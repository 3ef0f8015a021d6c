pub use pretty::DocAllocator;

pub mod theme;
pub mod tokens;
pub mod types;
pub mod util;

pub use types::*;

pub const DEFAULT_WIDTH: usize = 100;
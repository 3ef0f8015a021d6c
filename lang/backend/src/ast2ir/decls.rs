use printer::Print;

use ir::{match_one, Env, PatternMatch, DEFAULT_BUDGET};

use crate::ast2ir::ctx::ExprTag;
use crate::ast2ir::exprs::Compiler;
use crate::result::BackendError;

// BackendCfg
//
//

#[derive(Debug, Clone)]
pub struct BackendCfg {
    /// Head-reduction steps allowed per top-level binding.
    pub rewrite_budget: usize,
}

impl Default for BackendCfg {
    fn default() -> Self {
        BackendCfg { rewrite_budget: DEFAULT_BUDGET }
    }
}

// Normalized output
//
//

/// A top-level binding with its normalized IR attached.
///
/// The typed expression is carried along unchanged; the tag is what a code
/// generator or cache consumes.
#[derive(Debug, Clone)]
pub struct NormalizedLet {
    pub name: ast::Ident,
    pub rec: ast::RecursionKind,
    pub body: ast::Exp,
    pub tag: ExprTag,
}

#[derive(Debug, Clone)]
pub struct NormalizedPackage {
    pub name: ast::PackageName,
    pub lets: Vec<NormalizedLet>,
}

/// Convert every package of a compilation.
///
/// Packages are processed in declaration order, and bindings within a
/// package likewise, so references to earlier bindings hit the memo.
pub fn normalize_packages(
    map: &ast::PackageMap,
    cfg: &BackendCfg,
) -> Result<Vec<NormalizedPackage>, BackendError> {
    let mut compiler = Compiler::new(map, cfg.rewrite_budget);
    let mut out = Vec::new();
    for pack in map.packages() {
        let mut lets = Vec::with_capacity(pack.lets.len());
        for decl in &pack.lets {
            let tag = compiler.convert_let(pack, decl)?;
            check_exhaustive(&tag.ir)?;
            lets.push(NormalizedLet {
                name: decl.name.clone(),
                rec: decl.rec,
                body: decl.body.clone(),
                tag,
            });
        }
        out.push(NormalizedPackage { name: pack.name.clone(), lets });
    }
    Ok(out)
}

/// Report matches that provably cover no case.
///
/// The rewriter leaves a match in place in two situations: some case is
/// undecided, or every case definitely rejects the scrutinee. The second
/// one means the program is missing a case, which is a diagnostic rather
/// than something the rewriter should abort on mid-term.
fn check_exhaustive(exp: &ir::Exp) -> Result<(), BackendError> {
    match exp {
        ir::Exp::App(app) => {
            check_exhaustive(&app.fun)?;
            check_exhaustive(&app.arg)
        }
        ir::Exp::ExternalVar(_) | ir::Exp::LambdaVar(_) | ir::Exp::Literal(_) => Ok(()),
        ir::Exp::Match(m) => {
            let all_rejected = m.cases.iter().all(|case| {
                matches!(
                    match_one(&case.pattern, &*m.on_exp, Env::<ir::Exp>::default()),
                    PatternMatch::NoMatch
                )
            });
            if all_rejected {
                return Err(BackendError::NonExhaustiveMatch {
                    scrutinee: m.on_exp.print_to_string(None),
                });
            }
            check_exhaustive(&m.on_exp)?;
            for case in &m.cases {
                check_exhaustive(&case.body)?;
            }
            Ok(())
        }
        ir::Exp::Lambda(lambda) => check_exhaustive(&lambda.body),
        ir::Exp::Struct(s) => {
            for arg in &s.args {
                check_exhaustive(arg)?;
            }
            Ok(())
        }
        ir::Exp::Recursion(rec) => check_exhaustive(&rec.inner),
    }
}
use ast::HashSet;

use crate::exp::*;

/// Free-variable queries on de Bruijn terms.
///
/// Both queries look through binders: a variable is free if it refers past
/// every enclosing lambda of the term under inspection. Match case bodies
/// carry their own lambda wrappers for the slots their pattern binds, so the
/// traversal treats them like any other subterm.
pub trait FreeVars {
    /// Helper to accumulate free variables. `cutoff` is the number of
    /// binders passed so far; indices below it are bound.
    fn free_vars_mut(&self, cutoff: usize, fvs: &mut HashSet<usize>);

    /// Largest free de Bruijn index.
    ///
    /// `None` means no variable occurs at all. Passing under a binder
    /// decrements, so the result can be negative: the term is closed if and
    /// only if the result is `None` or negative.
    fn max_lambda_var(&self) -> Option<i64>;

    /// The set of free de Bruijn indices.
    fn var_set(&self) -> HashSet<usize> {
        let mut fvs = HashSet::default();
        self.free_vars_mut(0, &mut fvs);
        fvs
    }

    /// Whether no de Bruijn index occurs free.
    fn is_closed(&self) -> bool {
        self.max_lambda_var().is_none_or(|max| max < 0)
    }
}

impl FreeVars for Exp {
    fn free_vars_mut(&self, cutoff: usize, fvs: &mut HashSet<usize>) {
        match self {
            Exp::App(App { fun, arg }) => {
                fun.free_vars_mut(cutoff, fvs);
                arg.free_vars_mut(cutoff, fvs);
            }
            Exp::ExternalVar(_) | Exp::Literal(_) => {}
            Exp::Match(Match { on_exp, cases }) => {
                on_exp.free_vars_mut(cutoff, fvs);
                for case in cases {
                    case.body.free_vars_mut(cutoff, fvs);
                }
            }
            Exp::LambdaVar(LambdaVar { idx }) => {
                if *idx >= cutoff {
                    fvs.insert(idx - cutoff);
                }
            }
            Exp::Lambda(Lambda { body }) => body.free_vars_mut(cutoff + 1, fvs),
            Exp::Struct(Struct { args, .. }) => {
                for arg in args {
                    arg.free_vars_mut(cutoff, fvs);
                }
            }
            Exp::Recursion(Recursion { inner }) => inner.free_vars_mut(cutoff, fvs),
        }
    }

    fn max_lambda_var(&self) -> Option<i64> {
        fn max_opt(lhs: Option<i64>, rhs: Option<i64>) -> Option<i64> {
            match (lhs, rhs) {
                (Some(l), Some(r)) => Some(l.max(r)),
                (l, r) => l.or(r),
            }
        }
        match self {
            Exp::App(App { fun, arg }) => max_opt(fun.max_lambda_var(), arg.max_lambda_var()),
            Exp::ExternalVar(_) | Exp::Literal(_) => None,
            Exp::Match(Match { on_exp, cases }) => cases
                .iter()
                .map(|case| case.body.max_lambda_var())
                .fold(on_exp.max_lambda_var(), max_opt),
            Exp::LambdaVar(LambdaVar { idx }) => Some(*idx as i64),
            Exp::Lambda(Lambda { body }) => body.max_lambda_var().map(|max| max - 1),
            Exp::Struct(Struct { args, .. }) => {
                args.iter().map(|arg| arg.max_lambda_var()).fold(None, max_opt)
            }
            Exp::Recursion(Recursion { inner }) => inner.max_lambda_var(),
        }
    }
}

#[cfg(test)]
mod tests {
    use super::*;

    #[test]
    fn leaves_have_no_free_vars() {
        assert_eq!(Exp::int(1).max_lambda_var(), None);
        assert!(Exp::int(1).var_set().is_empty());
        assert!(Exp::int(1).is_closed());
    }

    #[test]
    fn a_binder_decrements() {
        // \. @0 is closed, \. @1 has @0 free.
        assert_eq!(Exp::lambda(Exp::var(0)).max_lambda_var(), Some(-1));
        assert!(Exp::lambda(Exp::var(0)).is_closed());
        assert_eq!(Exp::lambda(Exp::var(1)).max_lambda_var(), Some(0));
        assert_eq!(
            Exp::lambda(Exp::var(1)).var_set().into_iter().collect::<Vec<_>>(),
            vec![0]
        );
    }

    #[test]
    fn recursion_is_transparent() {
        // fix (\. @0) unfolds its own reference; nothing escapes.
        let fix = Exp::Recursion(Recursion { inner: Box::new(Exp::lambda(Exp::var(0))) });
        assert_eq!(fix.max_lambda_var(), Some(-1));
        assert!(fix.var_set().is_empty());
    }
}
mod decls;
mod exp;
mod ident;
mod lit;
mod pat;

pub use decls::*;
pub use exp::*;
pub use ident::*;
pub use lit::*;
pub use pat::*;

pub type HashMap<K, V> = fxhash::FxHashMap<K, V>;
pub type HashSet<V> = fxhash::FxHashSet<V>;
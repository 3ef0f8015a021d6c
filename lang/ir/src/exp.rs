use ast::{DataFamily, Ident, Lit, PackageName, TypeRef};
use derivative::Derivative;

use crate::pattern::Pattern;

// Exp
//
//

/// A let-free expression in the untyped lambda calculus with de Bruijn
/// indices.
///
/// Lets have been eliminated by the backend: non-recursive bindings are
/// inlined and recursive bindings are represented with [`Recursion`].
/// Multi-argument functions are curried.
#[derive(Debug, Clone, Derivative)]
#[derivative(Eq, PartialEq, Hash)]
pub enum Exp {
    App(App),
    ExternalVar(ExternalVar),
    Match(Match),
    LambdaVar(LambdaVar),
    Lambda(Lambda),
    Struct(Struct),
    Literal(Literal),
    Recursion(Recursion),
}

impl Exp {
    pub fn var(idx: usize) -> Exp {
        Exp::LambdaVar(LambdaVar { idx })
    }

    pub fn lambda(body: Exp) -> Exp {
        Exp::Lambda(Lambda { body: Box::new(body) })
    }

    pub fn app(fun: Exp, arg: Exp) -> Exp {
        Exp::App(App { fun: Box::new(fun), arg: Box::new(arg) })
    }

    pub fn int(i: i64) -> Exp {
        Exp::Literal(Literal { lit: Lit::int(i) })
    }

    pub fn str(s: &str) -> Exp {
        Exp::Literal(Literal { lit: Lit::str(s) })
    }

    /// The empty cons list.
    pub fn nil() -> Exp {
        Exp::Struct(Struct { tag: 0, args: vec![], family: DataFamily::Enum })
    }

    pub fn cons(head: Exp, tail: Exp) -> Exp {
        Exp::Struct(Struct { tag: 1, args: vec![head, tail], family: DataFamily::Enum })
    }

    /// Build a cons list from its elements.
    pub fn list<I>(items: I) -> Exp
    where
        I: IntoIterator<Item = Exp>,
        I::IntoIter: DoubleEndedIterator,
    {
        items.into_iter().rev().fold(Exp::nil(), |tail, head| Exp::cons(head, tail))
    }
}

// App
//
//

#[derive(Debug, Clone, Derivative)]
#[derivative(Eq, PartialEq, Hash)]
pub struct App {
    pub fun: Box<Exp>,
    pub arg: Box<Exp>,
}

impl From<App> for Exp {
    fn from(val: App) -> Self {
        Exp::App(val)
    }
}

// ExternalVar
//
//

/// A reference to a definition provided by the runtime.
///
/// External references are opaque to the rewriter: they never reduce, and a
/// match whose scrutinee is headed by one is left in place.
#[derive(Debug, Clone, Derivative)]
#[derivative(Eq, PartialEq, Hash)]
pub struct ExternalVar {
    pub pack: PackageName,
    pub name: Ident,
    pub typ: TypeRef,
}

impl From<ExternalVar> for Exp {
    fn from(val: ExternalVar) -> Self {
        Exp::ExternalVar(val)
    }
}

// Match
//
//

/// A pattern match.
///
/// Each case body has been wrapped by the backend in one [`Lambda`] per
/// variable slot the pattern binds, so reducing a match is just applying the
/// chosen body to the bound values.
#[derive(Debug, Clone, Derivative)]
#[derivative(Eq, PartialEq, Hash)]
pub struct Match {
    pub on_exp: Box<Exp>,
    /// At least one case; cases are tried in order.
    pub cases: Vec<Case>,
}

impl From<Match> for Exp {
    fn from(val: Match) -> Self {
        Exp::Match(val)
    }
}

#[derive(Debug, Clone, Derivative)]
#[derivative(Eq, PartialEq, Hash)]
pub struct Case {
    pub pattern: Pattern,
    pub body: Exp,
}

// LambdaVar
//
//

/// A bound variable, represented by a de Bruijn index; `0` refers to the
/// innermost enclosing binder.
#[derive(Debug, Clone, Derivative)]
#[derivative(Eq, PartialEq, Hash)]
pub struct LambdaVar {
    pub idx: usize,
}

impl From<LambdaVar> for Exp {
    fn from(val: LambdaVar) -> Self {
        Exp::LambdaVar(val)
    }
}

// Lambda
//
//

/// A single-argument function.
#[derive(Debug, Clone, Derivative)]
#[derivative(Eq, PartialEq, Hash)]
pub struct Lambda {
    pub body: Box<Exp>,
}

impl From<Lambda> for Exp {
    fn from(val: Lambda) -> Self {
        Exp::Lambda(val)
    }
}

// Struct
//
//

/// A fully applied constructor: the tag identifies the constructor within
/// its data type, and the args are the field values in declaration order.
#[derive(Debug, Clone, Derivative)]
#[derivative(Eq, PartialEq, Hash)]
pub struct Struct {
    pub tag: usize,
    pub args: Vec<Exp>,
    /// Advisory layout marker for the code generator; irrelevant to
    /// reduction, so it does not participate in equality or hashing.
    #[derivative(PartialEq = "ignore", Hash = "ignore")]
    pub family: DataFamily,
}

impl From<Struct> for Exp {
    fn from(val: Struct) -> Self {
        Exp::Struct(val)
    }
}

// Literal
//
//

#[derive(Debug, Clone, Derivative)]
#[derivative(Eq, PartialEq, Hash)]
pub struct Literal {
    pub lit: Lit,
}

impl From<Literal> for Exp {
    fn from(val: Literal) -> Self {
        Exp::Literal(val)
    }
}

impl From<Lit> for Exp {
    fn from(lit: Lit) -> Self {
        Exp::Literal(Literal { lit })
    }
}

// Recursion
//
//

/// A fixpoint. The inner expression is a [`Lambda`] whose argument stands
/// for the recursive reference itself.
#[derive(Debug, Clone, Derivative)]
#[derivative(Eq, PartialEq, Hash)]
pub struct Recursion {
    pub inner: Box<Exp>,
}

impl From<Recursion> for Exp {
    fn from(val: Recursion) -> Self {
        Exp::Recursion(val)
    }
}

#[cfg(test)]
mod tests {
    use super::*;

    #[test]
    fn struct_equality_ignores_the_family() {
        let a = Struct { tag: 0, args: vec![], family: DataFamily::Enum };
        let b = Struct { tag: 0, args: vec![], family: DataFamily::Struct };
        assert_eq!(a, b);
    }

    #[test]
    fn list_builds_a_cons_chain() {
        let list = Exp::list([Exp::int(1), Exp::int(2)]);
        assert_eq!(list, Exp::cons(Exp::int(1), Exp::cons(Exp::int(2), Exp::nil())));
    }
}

####################

All lines from the start of the entries through the line where "use printer::Print;" sits should be duplicated exactly, with nothing else in the output.

repository 3ef0f8015a021d6c
pub use pretty::DocAllocator;

pub mod theme;
pub mod tokens;
pub mod types;
pub mod util;

pub use types::*;

pub const DEFAULT_WIDTH: usize = 100;
repository 3ef0f8015a021d6c
filename lang/backend/src/ast2ir/decls.rs
use printer::Print;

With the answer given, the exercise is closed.